La FSU-SNUIpp 54, syndicat enseignant du premier degré, a récemment adressé une lettre ouverte au Directeur académique des services de l'Éducation nationale (DASEN) en Meurthe-et-Moselle. Dans ce document, il dénonce une augmentation inquiétante des actes de violence à l'égard des professeurs des écoles et des Accompagnants d'Élèves en Situation de Handicap (AESH).
La situation semble de plus en plus critique. En effet, entre septembre et décembre 2024, 73 signalements de violences ont été enregistrés dans le Registre Santé et Sécurité au Travail (RSST), contre 173 l'année précédente. Anne Hautenauve, co-secrétaire départementale de la FSU-SNUipp 54, cite un incident récent : "L'élève m'a agressé pour sortir de la classe, m'infligeant des coups violents aux bras et au thorax, avec des tentatives d'atteinte au visage, laissant des marques de griffures sur mon cou." Un autre enseignant a rapporté qu'un élève lui avait craché au visage, l'avait mordu, et avait également frappé d'autres élèves. "On pourrait vous en fournir malheureusement des dizaines d'autres du même ordre", a ajouté Hautenauve.
Un appel à la mobilisation
Mathilde Jouffroy, également co-secrétaire du SNUIpp, souligne l'épuisement croissant des enseignants face à cette violence. "Le dernier recours pour beaucoup est de se mettre en arrêt maladie. De plus en plus de collègues envisagent de quitter leur emploi", indique-t-elle. Ce phénomène est particulièrement prévalent chez les jeunes enseignants qui constatent une dégradation du climat scolaire.
Les responsables syndicaux estiment que la situation doit être prise au sérieux. "Nous discutons régulièrement avec le DASEN de ces problématiques, mais nous avons l'impression de ne pas être toujours entendus. C'est très préoccupant", déplore Hautenauve. Les réponses officielles semblent souvent minimiser la gravité des incidents, en attribuant l'augmentation des fiches SST à une meilleure sensibilisation des enseignants, une affirmation qui, selon elle, ne couvre pas la réalité.
Pour documenter ce phénomène, le SNUIpp invite les enseignants à participer à une enquête flash sur les actes de violence, afin de quantifier ce phénomène préoccupant.
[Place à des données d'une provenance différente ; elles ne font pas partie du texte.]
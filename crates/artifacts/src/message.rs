//! Structured diagnostic messages.

use std::sync::Arc;

use crate::expr::Expr;

/// Diagnostic text kept as a tree so the client can lazily expand embedded
/// values instead of receiving one flattened string.
#[derive(Debug, Clone, PartialEq, Eq)]
pub enum MessageTree {
	/// Plain text leaf.
	Text(String),
	/// Concatenation of children.
	Group(Vec<MessageTree>),
	/// Child indented by `indent` columns when laid out.
	Nest {
		/// Extra indentation for the child.
		indent: u32,
		/// The nested message.
		child: Arc<MessageTree>,
	},
	/// An expression rendered on demand, kept unexpanded until the client
	/// asks for it.
	OfExpr(Arc<Expr>),
}

impl MessageTree {
	/// A plain text leaf.
	#[must_use]
	pub fn text(text: impl Into<String>) -> Self {
		Self::Text(text.into())
	}

	/// Flattened plain-text rendering.
	///
	/// Unexpanded expressions render as an ellipsis; indentation is a
	/// client-side layout concern and is ignored here.
	#[must_use]
	pub fn to_plain_text(&self) -> String {
		let mut out = String::new();
		self.render(&mut out);
		out
	}

	fn render(&self, out: &mut String) {
		match self {
			Self::Text(text) => out.push_str(text),
			Self::Group(children) => {
				for child in children {
					child.render(out);
				}
			}
			Self::Nest { child, .. } => child.render(out),
			Self::OfExpr(_) => out.push_str("..."),
		}
	}
}

#[cfg(test)]
mod tests {
	use super::*;

	#[test]
	fn plain_text_flattens_the_tree() {
		let message = MessageTree::Group(vec![
			MessageTree::text("type mismatch: "),
			MessageTree::OfExpr(Arc::new(Expr::Const("Nat.zero".to_owned()))),
			MessageTree::Nest {
				indent: 2,
				child: Arc::new(MessageTree::text(" has type Nat")),
			},
		]);

		assert_eq!(message.to_plain_text(), "type mismatch: ... has type Nat");
	}
}
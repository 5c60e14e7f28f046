//! Typed adapter over the erased reference store.

use std::fmt;
use std::marker::PhantomData;
use std::sync::Arc;

use serde::{Deserialize, Serialize};

use crate::{Error, RefStore, RefToken, Result};

/// Implemented by domain types that cross the RPC boundary by reference.
///
/// The tag is the only per-type code a new domain type needs. It must be a
/// fully-qualified dotted name, unique across the whole system, because the
/// store is type-erased and disambiguates entries by tag alone. The store
/// additionally asserts tag/type consistency in debug builds.
pub trait RpcPayload: Send + Sync + 'static {
	/// Globally unique qualified name for this type, e.g. `Opal.Expr`.
	const TYPE_TAG: &'static str;
}

/// Typed wire reference to a server-owned `T`.
///
/// Serializes exactly as its underlying [`RefToken`], so protocol structs
/// can declare a field as "a reference to a `T`" and let the transport
/// treat it like any other structured value.
#[derive(Serialize, Deserialize)]
#[serde(transparent, bound = "")]
pub struct RpcRef<T> {
	token: RefToken,
	#[serde(skip)]
	_marker: PhantomData<fn() -> T>,
}

impl<T: RpcPayload> RpcRef<T> {
	/// Stores `value` and mints a token standing in for it.
	///
	/// The store owns the value until its next [`RefStore::reset`]; the
	/// returned reference is only meaningful against that same store.
	pub fn encode(store: &RefStore, value: Arc<T>) -> Self {
		let handle = store.allocate(T::TYPE_TAG, value);
		Self::from_token(RefToken::new(handle, T::TYPE_TAG))
	}

	/// Resolves the reference back to the value it was minted for.
	///
	/// Propagates store errors verbatim; the adapter adds no failure modes
	/// of its own.
	///
	/// # Errors
	///
	/// [`Error::TypeMismatch`] when the token does not refer to a `T`,
	/// [`Error::UnknownHandle`] when the handle is absent from the store
	/// (fabricated, or minted before a reset).
	pub fn decode(&self, store: &RefStore) -> Result<Arc<T>> {
		if self.token.type_tag != T::TYPE_TAG {
			return Err(self.mismatch());
		}
		let value = store.resolve(self.token.handle, T::TYPE_TAG)?;
		// Only reachable if two Rust types share a tag; the store
		// debug-asserts against that.
		value.downcast::<T>().map_err(|_| self.mismatch())
	}

	fn mismatch(&self) -> Error {
		Error::TypeMismatch {
			handle: self.token.handle,
			expected: T::TYPE_TAG.to_owned(),
			found: self.token.type_tag.clone(),
		}
	}
}

impl<T> RpcRef<T> {
	/// Wraps an already-received wire token without validating it.
	///
	/// Validation happens at [`decode`](Self::decode) time.
	#[must_use]
	pub fn from_token(token: RefToken) -> Self {
		Self {
			token,
			_marker: PhantomData,
		}
	}

	/// The underlying wire token.
	#[must_use]
	pub fn token(&self) -> &RefToken {
		&self.token
	}
}

impl<T> Clone for RpcRef<T> {
	fn clone(&self) -> Self {
		Self {
			token: self.token.clone(),
			_marker: PhantomData,
		}
	}
}

impl<T> PartialEq for RpcRef<T> {
	fn eq(&self, other: &Self) -> bool {
		self.token == other.token
	}
}

impl<T> Eq for RpcRef<T> {}

impl<T> fmt::Debug for RpcRef<T> {
	fn fmt(&self, f: &mut fmt::Formatter<'_>) -> fmt::Result {
		f.debug_tuple("RpcRef").field(&self.token).finish()
	}
}

#[cfg(test)]
mod tests {
	use super::*;

	#[derive(Debug, PartialEq)]
	struct Snapshot(&'static str);

	impl RpcPayload for Snapshot {
		const TYPE_TAG: &'static str = "Test.Snapshot";
	}

	#[derive(Debug, PartialEq)]
	struct Report(u32);

	impl RpcPayload for Report {
		const TYPE_TAG: &'static str = "Test.Report";
	}

	#[test]
	fn typed_round_trip_is_identity() {
		let store = RefStore::new();
		let value = Arc::new(Snapshot("state"));

		let reference = RpcRef::encode(&store, Arc::clone(&value));
		let decoded = reference.decode(&store).unwrap();
		assert!(Arc::ptr_eq(&value, &decoded));
		assert_eq!(decoded.0, "state");
	}

	#[test]
	fn decoding_as_a_different_type_fails() {
		let store = RefStore::new();
		let reference = RpcRef::encode(&store, Arc::new(Snapshot("state")));

		let foreign: RpcRef<Report> = RpcRef::from_token(reference.token().clone());
		assert_eq!(
			foreign.decode(&store),
			Err(Error::TypeMismatch {
				handle: reference.token().handle,
				expected: "Test.Report".to_owned(),
				found: "Test.Snapshot".to_owned(),
			})
		);
	}

	#[test]
	fn doctored_tag_is_rejected_before_lookup() {
		let store = RefStore::new();
		let reference = RpcRef::encode(&store, Arc::new(Snapshot("state")));

		let mut token = reference.token().clone();
		token.type_tag = "Test.Report".to_owned();
		let doctored: RpcRef<Snapshot> = RpcRef::from_token(token);

		assert!(matches!(
			doctored.decode(&store),
			Err(Error::TypeMismatch { .. })
		));
	}

	#[test]
	fn serializes_transparently_as_its_token() {
		let store = RefStore::new();
		let reference = RpcRef::encode(&store, Arc::new(Report(7)));

		let json = serde_json::to_value(&reference).unwrap();
		assert_eq!(json, serde_json::to_value(reference.token()).unwrap());

		let back: RpcRef<Report> = serde_json::from_value(json).unwrap();
		assert_eq!(back.decode(&store).unwrap().0, 7);
	}
}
ICI Lorraine a tenté de contacter le rectorat de Nancy-Metz pour obtenir des commentaires, mais sans succès pour le moment.
Cette situation met en lumière la nécessité d'un dialogue ouvert et urgent entre les autorités éducatives et les syndicats afin de trouver des solutions durables pour assurer la sécurité et le bien-être des enseignants et des élèves dans les établissements scolaires.